A Pilot Clinical Trial to Reduce Side-Effects of Photodynamic Therapy for the Treatment of Moderate to Severe Acne
Overview
- Phase
- Phase 1
- Intervention
- 20 % Aminolevulinic Acid
- Conditions
- Acne Vulgaris
- Sponsor
- Massachusetts General Hospital
- Enrollment
- 35
- Primary Endpoint
- Efficacy: Investigator Global Assessment (IGA) scale for acne vulgaris
- Status
- Completed
- Last Updated
- last year
Overview
Brief Summary
This research study aims to compare different methods for helping difficult to treat or scarring (cystic) acne, ALA-PDT and i-PDT.
There is an investigational procedure called photodynamic therapy (ALA-PDT) that has been reported to be very efficient for acne treatment since 2000. Photodynamic therapy (PDT) uses a drug called ALA (aminolevulinic acid), which is marketed as Levulan®.
Levulan® is applied directly to facial/back acne. This is the way that it is usually applied. Levulan® is left on the skin for three hours so the skin can absorb it. Next, the skin where the Levulan® was applied is exposed to a red light for activation.
The sebaceous glands get obstructed and inflamed causing acne. ALA gets down under your skin through the skin pores to where the glands are. PDT destroys the glands reducing the acne lesion.
Levulan® is absorbed by normal skin surrounding the oil glands. Therefore, this procedure also has some side effects. Some of the side effects include pain, burning sensation during the procedure, and redness, tenderness, and swelling after the procedure.
At Massachusetts General Hospital's Wellman Center for Photomedicine, the investigators developed another procedure called inhibitory-PDT (i-PDT) that is similar to ALA-PDT. i-PDT is aimed at reducing the side-effects of ALA- PDT.
The difference between these two procedures is that i-PDT uses a light source that will prevent Levulan® accumulation in the normal skin surface. The investigators would like to find out if Levulan® will be placed only inside the sebaceous glands.
Detailed Description
This is a pilot study to compare efficacy and side effects i-PDT and ALA-PDT. All subjects will receive ALA-PDT and i-PDT. Face or back regions will be divided into two sides, the right and left. One half of the face or back will receive ALA-PDT and the other half will receive i-PDT. For subjects with back acne, red light and blue light alone will be applied for comparison. Healthy subjects with difficult to treat moderate or severe acne on the face or back are eligible to enroll. The investigators will enroll about 35 patients at Massachusetts General Hospital (MGH) with follow-ups 1, 3 and 6 months after treatment.
Investigators
Richard Rox Anderson, MD
Professor, Harvard Medical School (Dermatology)

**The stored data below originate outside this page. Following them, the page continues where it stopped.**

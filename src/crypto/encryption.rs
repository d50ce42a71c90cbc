use aes_gcm::aead::rand_core::RngCore;
use aes_gcm::aead::{Aead, KeyInit, OsRng};
use aes_gcm::{Aes256Gcm, Key, Nonce};

use super::keys::KEY_LENGTH;
use super::CryptoError;

pub const NONCE_LENGTH: usize = 12;
/// AES-GCM appends a 16-byte tag, so even an empty backup is this long.
const MIN_SEALED_LENGTH: usize = NONCE_LENGTH + 16;

/// A sealed AES-256-GCM message. On disk it is the nonce followed by the
/// ciphertext with its tag.
#[derive(Debug, Clone, PartialEq, Eq)]
pub struct EncryptedData {
    pub nonce: [u8; NONCE_LENGTH],
    pub ciphertext: Vec<u8>,
}

fn cipher_for(key_bytes: &[u8; KEY_LENGTH]) -> Aes256Gcm {
    Aes256Gcm::new(Key::<Aes256Gcm>::from_slice(key_bytes))
}

impl EncryptedData {
    /// Seal `plaintext` under a fresh random nonce.
    pub(crate) fn seal(key_bytes: &[u8; KEY_LENGTH], plaintext: &[u8]) -> Result<Self, CryptoError> {
        let mut nonce = [0u8; NONCE_LENGTH];
        OsRng.fill_bytes(&mut nonce);
        let ciphertext = cipher_for(key_bytes)
            .encrypt(Nonce::from_slice(&nonce), plaintext)
            .map_err(|_| CryptoError::EncryptionFailed)?;
        Ok(Self { nonce, ciphertext })
    }

    /// Verify the tag and return the plaintext.
    pub(crate) fn open(&self, key_bytes: &[u8; KEY_LENGTH]) -> Result<Vec<u8>, CryptoError> {
        cipher_for(key_bytes)
            .decrypt(Nonce::from_slice(&self.nonce), self.ciphertext.as_slice())
            .map_err(|_| CryptoError::DecryptionFailed)
    }

    /// Append the on-disk form to `out`.
    pub fn write_to(&self, out: &mut Vec<u8>) {
        out.reserve(NONCE_LENGTH + self.ciphertext.len());
        out.extend_from_slice(&self.nonce);
        out.extend_from_slice(&self.ciphertext);
    }

    /// Split an on-disk message back into nonce and ciphertext.
    pub fn parse(bytes: &[u8]) -> Result<Self, CryptoError> {
        if bytes.len() < MIN_SEALED_LENGTH {
            return Err(CryptoError::MalformedPayload("ciphertext shorter than nonce and tag"));
        }
        let (nonce, ciphertext) = bytes.split_at(NONCE_LENGTH);
        let mut fixed = [0u8; NONCE_LENGTH];
        fixed.copy_from_slice(nonce);
        Ok(Self {
            nonce: fixed,
            ciphertext: ciphertext.to_vec(),
        })
    }
}
use crate::db::DatabaseError;
use serde::{Deserialize, Serialize};

/// Enum stored as a TEXT column: one string per variant, used for SQLite,
/// serde and display alike.
macro_rules! storage_enum {
    ($name:ident { $($variant:ident => $s:literal),+ $(,)? }) => {
        #[derive(Debug, Clone, Copy, PartialEq, Eq, Hash, Serialize, Deserialize)]
        pub enum $name {
            $(#[serde(rename = $s)] $variant),+
        }

        impl $name {
            pub fn as_str(&self) -> &'static str {
                match self {
                    $(Self::$variant => $s),+
                }
            }
        }

        impl std::str::FromStr for $name {
            type Err = DatabaseError;

            fn from_str(s: &str) -> Result<Self, Self::Err> {
                match s {
                    $($s => Ok(Self::$variant),)+
                    other => Err(DatabaseError::InvalidEnum {
                        field: stringify!($name).into(),
                        value: other.into(),
                    }),
                }
            }
        }

        impl std::fmt::Display for $name {
            fn fmt(&self, f: &mut std::fmt::Formatter<'_>) -> std::fmt::Result {
                f.write_str(self.as_str())
            }
        }
    };
}

storage_enum!(OcrStatus {
    Idle => "idle",
    Scanning => "scanning",
    Done => "done",
    Error => "error",
});

storage_enum!(AttachmentModule {
    Diagnosis => "diagnosis",
    MedicalAdvice => "medical_advice",
    CostReceipt => "cost_ocr",
    General => "general",
});

storage_enum!(MedicationStatus {
    Active => "active",
    Stopped => "stopped",
    Completed => "completed",
});

storage_enum!(LogStatus {
    Taken => "taken",
    Skipped => "skipped",
});

// New attachments start unscanned; new plans start active.
impl Default for OcrStatus {
    fn default() -> Self {
        Self::Idle
    }
}

impl Default for MedicationStatus {
    fn default() -> Self {
        Self::Active
    }
}

#[cfg(test)]
mod tests {
    use super::*;
    use std::str::FromStr;

    #[test]
    fn attachment_module_round_trip() {
        for (variant, s) in [
            (AttachmentModule::Diagnosis, "diagnosis"),
            (AttachmentModule::MedicalAdvice, "medical_advice"),
            (AttachmentModule::CostReceipt, "cost_ocr"),
            (AttachmentModule::General, "general"),
        ] {
            assert_eq!(variant.as_str(), s);
            assert_eq!(AttachmentModule::from_str(s).unwrap(), variant);
        }
    }

    #[test]
    fn medication_status_round_trip() {
        for (variant, s) in [
            (MedicationStatus::Active, "active"),
            (MedicationStatus::Stopped, "stopped"),
            (MedicationStatus::Completed, "completed"),
        ] {
            assert_eq!(variant.as_str(), s);
            assert_eq!(MedicationStatus::from_str(s).unwrap(), variant);
        }
    }

    #[test]
    fn serde_uses_storage_strings() {
        let json = serde_json::to_string(&AttachmentModule::CostReceipt).unwrap();
        assert_eq!(json, "\"cost_ocr\"");
        let status: LogStatus = serde_json::from_str("\"skipped\"").unwrap();
        assert_eq!(status, LogStatus::Skipped);
    }

    #[test]
    fn invalid_value_rejected() {
        let err = OcrStatus::from_str("pending").unwrap_err();
        assert!(matches!(err, DatabaseError::InvalidEnum { .. }));
    }
}
use serde::{Deserialize, Serialize};

use super::base64_bytes;
use super::enums::{AttachmentModule, OcrStatus};

/// A new image or PDF to attach to a record.
#[derive(Debug, Clone, PartialEq, Default, Serialize, Deserialize)]
pub struct AttachmentDraft {
    #[serde(default)]
    pub name: String,
    #[serde(default)]
    pub mime_type: String,
    #[serde(with = "base64_bytes")]
    pub data: Vec<u8>,
    #[serde(default)]
    pub ocr_text: Option<String>,
    #[serde(default)]
    pub ocr_status: OcrStatus,
    /// Form section the file was captured for; `None` for general uploads.
    #[serde(default)]
    pub module: Option<AttachmentModule>,
}

/// A stored attachment, owned by exactly one record.
#[derive(Debug, Clone, PartialEq, Serialize, Deserialize)]
pub struct Attachment {
    pub id: i64,
    pub record_id: i64,
    #[serde(default)]
    pub name: String,
    #[serde(default)]
    pub mime_type: String,
    #[serde(with = "base64_bytes")]
    pub data: Vec<u8>,
    #[serde(default)]
    pub ocr_text: Option<String>,
    #[serde(default)]
    pub ocr_status: OcrStatus,
    #[serde(default)]
    pub module: Option<AttachmentModule>,
}
use rusqlite::{params, Connection};

use crate::config::BackupSettings;
use crate::db::DatabaseError;

const BACKUP_PASSPHRASE_KEY: &str = "backup_pwd";
const BACKUP_AUTO_KEY: &str = "backup_auto";

/// Get a setting by key. Returns None if not set.
pub fn get_setting(conn: &Connection, key: &str) -> Result<Option<String>, DatabaseError> {
    let mut stmt = conn.prepare("SELECT value FROM user_settings WHERE key = ?1")?;
    match stmt.query_row([key], |row| row.get::<_, String>(0)) {
        Ok(val) => Ok(Some(val)),
        Err(rusqlite::Error::QueryReturnedNoRows) => Ok(None),
        Err(e) => Err(DatabaseError::from(e)),
    }
}

/// Set a setting (upsert).
pub fn set_setting(conn: &Connection, key: &str, value: &str) -> Result<(), DatabaseError> {
    conn.execute(
        "INSERT INTO user_settings (key, value, updated_at)
         VALUES (?1, ?2, datetime('now'))
         ON CONFLICT(key) DO UPDATE SET value = ?2, updated_at = datetime('now')",
        params![key, value],
    )?;
    Ok(())
}

pub fn delete_setting(conn: &Connection, key: &str) -> Result<(), DatabaseError> {
    conn.execute("DELETE FROM user_settings WHERE key = ?1", [key])?;
    Ok(())
}

/// Read the stored backup passphrase and auto-backup flag into an explicit
/// settings object for the backup codec.
pub fn load_backup_settings(conn: &Connection) -> Result<BackupSettings, DatabaseError> {
    let passphrase = get_setting(conn, BACKUP_PASSPHRASE_KEY)?.filter(|p| !p.is_empty());
    let auto_backup = get_setting(conn, BACKUP_AUTO_KEY)?.as_deref() == Some("true");
    Ok(BackupSettings {
        passphrase,
        auto_backup,
        ..BackupSettings::default()
    })
}

/// Persist backup settings. Auto-backup cannot be enabled without a
/// passphrase.
pub fn save_backup_settings(
    conn: &Connection,
    settings: &BackupSettings,
) -> Result<(), DatabaseError> {
    if settings.auto_backup && settings.passphrase().is_none() {
        return Err(DatabaseError::ConstraintViolation(
            "auto backup requires a backup passphrase".into(),
        ));
    }
    let tx = conn.unchecked_transaction()?;
    match settings.passphrase() {
        Some(pass) => set_setting(&tx, BACKUP_PASSPHRASE_KEY, pass)?,
        None => delete_setting(&tx, BACKUP_PASSPHRASE_KEY)?,
    }
    set_setting(
        &tx,
        BACKUP_AUTO_KEY,
        if settings.auto_backup { "true" } else { "false" },
    )?;
    tx.commit()?;
    tracing::info!(auto_backup = settings.auto_backup, "Backup settings saved");
    Ok(())
}

#[cfg(test)]
mod tests {
    use super::*;
    use crate::db::sqlite::open_memory_database;

    #[test]
    fn missing_setting_is_none() {
        let conn = open_memory_database().unwrap();
        assert!(get_setting(&conn, "nope").unwrap().is_none());
    }

    #[test]
    fn set_setting_upserts() {
        let conn = open_memory_database().unwrap();
        set_setting(&conn, "k", "1").unwrap();
        set_setting(&conn, "k", "2").unwrap();
        assert_eq!(get_setting(&conn, "k").unwrap().as_deref(), Some("2"));
    }

    #[test]
    fn backup_settings_round_trip() {
        let conn = open_memory_database().unwrap();
        let settings = BackupSettings {
            passphrase: Some("s3cret".into()),
            auto_backup: true,
            ..BackupSettings::default()
        };
        save_backup_settings(&conn, &settings).unwrap();
        let loaded = load_backup_settings(&conn).unwrap();
        assert_eq!(loaded.passphrase(), Some("s3cret"));
        assert!(loaded.auto_backup);
    }

    #[test]
    fn defaults_when_nothing_saved() {
        let conn = open_memory_database().unwrap();
        let loaded = load_backup_settings(&conn).unwrap();
        assert!(loaded.passphrase().is_none());
        assert!(!loaded.auto_backup);
    }

    #[test]
    fn auto_backup_without_passphrase_rejected() {
        let conn = open_memory_database().unwrap();
        let settings = BackupSettings {
            passphrase: None,
            auto_backup: true,
            ..BackupSettings::default()
        };
        assert!(matches!(
            save_backup_settings(&conn, &settings),
            Err(DatabaseError::ConstraintViolation(_))
        ));
        assert!(get_setting(&conn, BACKUP_AUTO_KEY).unwrap().is_none());
    }
}
use chrono::{Local, NaiveDateTime};

use super::handlers;
use super::intents::{match_intent, Intent};
use super::keyword::KeywordRules;
use super::{AssistantError, RecordSource};

/// Fallback trigger: questions mentioning records get the visit summary.
const RECORDS_WORD: &str = "记录";

/// Words that name a visit in general rather than something specific.
/// A "last time" question left with only these is about the newest record.
const GENERIC_VISIT_WORDS: &[&str] = &[
    "看医生", "看病", "就诊", "医院", "医生", "一次", "情况", "什么", "怎么样", "病",
];

fn names_subject(keyword: &str) -> bool {
    let rest = GENERIC_VISIT_WORDS
        .iter()
        .fold(keyword.to_string(), |text, word| text.replace(word, ""));
    !rest.trim().is_empty()
}

/// Rule-based question answering over locally stored records.
///
/// Every question gets exactly one reply string. Source failures are logged
/// and turned into a generic apology.
#[derive(Debug, Clone, Default)]
pub struct QueryEngine {
    rules: KeywordRules,
}

impl QueryEngine {
    pub fn new(rules: KeywordRules) -> Self {
        Self { rules }
    }

    /// Answer `question` against `source` using the current local time.
    pub fn answer(&self, source: &dyn RecordSource, question: &str) -> String {
        self.answer_at(source, question, Local::now().naive_local())
    }

    /// Answer `question` as if asked at `now`.
    pub fn answer_at(
        &self,
        source: &dyn RecordSource,
        question: &str,
        now: NaiveDateTime,
    ) -> String {
        let intent = match_intent(question)
            .or_else(|| question.contains(RECORDS_WORD).then_some(Intent::VisitCount))
            .map(|intent| match intent {
                // "When did I last do X" asks about X, not the newest visit.
                Intent::MostRecent if names_subject(&self.rules.extract(question)) => {
                    Intent::KeywordSearch
                }
                other => other,
            });
        let Some(intent) = intent else {
            tracing::debug!("No intent matched");
            return handlers::UNKNOWN_REPLY.to_string();
        };

        tracing::debug!(intent = intent.as_str(), "Intent matched");
        match self.respond(intent, source, question, now) {
            Ok(reply) => reply,
            Err(e) => {
                tracing::warn!(intent = intent.as_str(), error = %e, "Intent handler failed");
                handlers::ERROR_REPLY.to_string()
            }
        }
    }

    fn respond(
        &self,
        intent: Intent,
        source: &dyn RecordSource,
        question: &str,
        now: NaiveDateTime,
    ) -> Result<String, AssistantError> {
        let reply = match intent {
            Intent::Greeting => handlers::GREETING_REPLY.to_string(),
            Intent::Help => handlers::HELP_REPLY.to_string(),
            Intent::CostSummary => handlers::cost_summary(&source.records()?),
            Intent::VisitCount => handlers::visit_summary(&source.records()?, now),
            Intent::ActiveMedications => {
                handlers::active_medications(&source.active_medications()?, now)
            }
            Intent::MostRecent => {
                let mut records = source.records()?;
                records.sort_by(|a, b| b.date.cmp(&a.date));
                handlers::most_recent(&records)
            }
            Intent::KeywordSearch => {
                let keyword = self.rules.extract(question);
                if keyword.is_empty() {
                    handlers::VAGUE_KEYWORD_REPLY.to_string()
                } else {
                    handlers::keyword_search(&source.records()?, &keyword, now)
                }
            }
        };
        Ok(reply)
    }
}

#[cfg(test)]
mod tests {
    use super::*;
    use crate::db;
    use crate::models::{CostItem, Medication, MedicationDraft, Record, RecordDraft};
    use chrono::{Duration, NaiveDate};

    fn now() -> NaiveDateTime {
        NaiveDate::from_ymd_opt(2024, 5, 10)
            .unwrap()
            .and_hms_opt(9, 0, 0)
            .unwrap()
    }

    struct BrokenSource;

    impl RecordSource for BrokenSource {
        fn records(&self) -> Result<Vec<Record>, AssistantError> {
            Err(AssistantError::Source("disk unplugged".into()))
        }

        fn active_medications(&self) -> Result<Vec<Medication>, AssistantError> {
            Err(AssistantError::Source("disk unplugged".into()))
        }
    }

    fn add(conn: &rusqlite::Connection, date: &str, hospital: &str, dept: &str, cost: f64, own: f64) {
        let mut draft = RecordDraft {
            date: date.into(),
            hospital: hospital.into(),
            department: dept.into(),
            title: format!("{dept}就诊"),
            ..Default::default()
        };
        draft.add_cost_item(CostItem {
            self_pay: own,
            pool_pay: cost - own,
            ..Default::default()
        });
        db::add_record(conn, &draft, &[]).unwrap();
    }

    fn store() -> rusqlite::Connection {
        let conn = db::open_memory_database().unwrap();
        add(&conn, "2024-03-01", "华山医院", "牙科", 100.0, 20.0);
        add(&conn, "2023-11-20", "瑞金医院", "内科", 50.0, 0.0);
        conn
    }

    #[test]
    fn cost_question_reports_both_totals() {
        let reply = QueryEngine::default().answer_at(&store(), "我一共花了多少钱？", now());
        assert!(reply.contains("150.00"), "{reply}");
        assert!(reply.contains("20.00"), "{reply}");
    }

    #[test]
    fn no_active_medications() {
        let reply = QueryEngine::default().answer_at(&store(), "正在吃什么药", now());
        assert!(reply.contains("没有正在进行的服药计划"), "{reply}");
    }

    #[test]
    fn active_medication_listed() {
        let conn = store();
        db::add_medication(
            &conn,
            &MedicationDraft {
                name: "布洛芬".into(),
                dosage: "0.3g".into(),
                per_dose: "1粒".into(),
                frequency: "每日两次".into(),
                usage: None,
                times: vec!["08:00".into(), "20:00".into()],
                start_date: now().date() - Duration::days(1),
                duration_days: 5,
                status: None,
                linked_record_id: None,
                notes: String::new(),
            },
        )
        .unwrap();
        let reply = QueryEngine::default().answer_at(&conn, "我在吃哪些药", now());
        assert!(reply.contains("布洛芬"), "{reply}");
        assert!(reply.contains("还剩 3 天"), "{reply}");
    }

    #[test]
    fn keyword_question_links_record() {
        let reply =
            QueryEngine::default().answer_at(&store(), "我上次什么时候看过牙科？", now());
        assert!(reply.contains("华山医院"), "{reply}");
        assert!(reply.contains("70天前"), "{reply}");
        assert!(reply.contains("[查看详情](/records/"), "{reply}");
    }

    #[test]
    fn keyword_question_without_keyword_asks_for_detail() {
        let reply = QueryEngine::default().answer_at(&store(), "我什么时候去过？", now());
        assert_eq!(reply, handlers::VAGUE_KEYWORD_REPLY);
    }

    #[test]
    fn most_recent_record() {
        let reply = QueryEngine::default().answer_at(&store(), "最近一次看病是哪天", now());
        assert!(reply.contains("2024-03-01"), "{reply}");
    }

    #[test]
    fn last_time_question_about_a_subject_searches_for_it() {
        let conn = store();
        let mut gastroscopy = RecordDraft {
            date: "2024-01-01".into(),
            hospital: "中山医院".into(),
            department: "消化内科".into(),
            title: "胃镜检查".into(),
            ..Default::default()
        };
        gastroscopy.add_cost_item(CostItem::default());
        db::add_record(&conn, &gastroscopy, &[]).unwrap();

        let engine = QueryEngine::default();
        for question in ["上一次做胃镜是哪天", "我最后一次看胃镜是什么时候"] {
            let reply = engine.answer_at(&conn, question, now());
            assert!(reply.contains("中山医院"), "{question}: {reply}");
            assert!(!reply.contains("华山医院"), "{question}: {reply}");
        }

        // Without a subject the newest visit is still the answer.
        for question in ["最近一次看病是什么时候", "上一次看病是什么情况", "最后一次就诊"] {
            let reply = engine.answer_at(&conn, question, now());
            assert!(reply.contains("2024-03-01"), "{question}: {reply}");
        }
    }

    #[test]
    fn subject_detection_ignores_generic_visit_words() {
        assert!(!names_subject(""));
        assert!(!names_subject("一次看病"));
        assert!(!names_subject("病什么情况"));
        assert!(names_subject("胃镜"));
        assert!(names_subject("心脏病"));
    }

    #[test]
    fn records_word_falls_back_to_visit_summary() {
        let reply = QueryEngine::default().answer_at(&store(), "看看我的记录", now());
        assert!(reply.contains("2 条就诊记录"), "{reply}");
        assert!(reply.contains("今年就诊 1 次"), "{reply}");
    }

    #[test]
    fn unknown_question() {
        let reply = QueryEngine::default().answer_at(&store(), "明天会下雨吗", now());
        assert_eq!(reply, handlers::UNKNOWN_REPLY);
    }

    #[test]
    fn canned_replies_need_no_records() {
        let engine = QueryEngine::default();
        assert_eq!(engine.answer_at(&BrokenSource, "你好", now()), handlers::GREETING_REPLY);
        assert_eq!(engine.answer_at(&BrokenSource, "帮助", now()), handlers::HELP_REPLY);
    }

    #[test]
    fn source_failure_becomes_apology() {
        let engine = QueryEngine::default();
        for question in ["花了多少钱", "去过几次医院", "正在吃什么药", "上次什么时候看过牙科"] {
            assert_eq!(
                engine.answer_at(&BrokenSource, question, now()),
                handlers::ERROR_REPLY
            );
        }
    }

    #[test]
    fn help_examples_route_to_their_intents() {
        let engine = QueryEngine::default();
        let conn = store();
        for line in handlers::HELP_REPLY.lines().skip(1) {
            let question = line.trim_start_matches("- ");
            let reply = engine.answer_at(&conn, question, now());
            assert_ne!(reply, handlers::UNKNOWN_REPLY, "{question}");
            assert_ne!(reply, handlers::ERROR_REPLY, "{question}");
        }
    }
}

Massachusetts General Hospital
Eligibility Criteria
Inclusion Criteria
- Not provided
Exclusion Criteria
- Not provided
Arms & Interventions
ALA-PDT
Drug- topical 20% Aminolevulinic acid - ALA followed by red light irradiation - conventional photodynamic therapy -PDT
Intervention: 20 % Aminolevulinic Acid
i-PDT
Drug - topical 20% Aminolevulinic acid - followed by inhibitory light during incubation time, then red light for photodynamic therapy
Intervention: 20 % Aminolevulinic Acid
i-PDT
Drug - topical 20% Aminolevulinic acid - followed by inhibitory light during incubation time, then red light for photodynamic therapy
Intervention: Blue light only
Red Light only
Red light only - no drug
Intervention: Red light only
Blue light only
Blue light only - no drug
Intervention: Blue light only
Outcomes
Primary Outcomes
Efficacy: Investigator Global Assessment (IGA) scale for acne vulgaris
Time Frame: 0, 4, 8, 12, 16, 24 and 36 weeks
0. Clear: No lesions but erythema and residual hyperpigmentation may be present 1. Almost Clear: few scattered comedones and a few (\< five) small papules 2. Mild:\< 50% face involved, many comedones/papules and pustules 3. Moderate:\> 50% of face involved. Numerous comedones, papules and pustules 4. Severe: Entire face is covered with comedones, numerous papules and pustules and a few nodules and cysts. 1) Clear or almost clear (Grades 0 or 1) as success at 12 weeks. 2) Two grade improvement as success at 12 weeks.
Secondary Outcomes
- Pain reduction(During, immediately after and 24 h after treatment)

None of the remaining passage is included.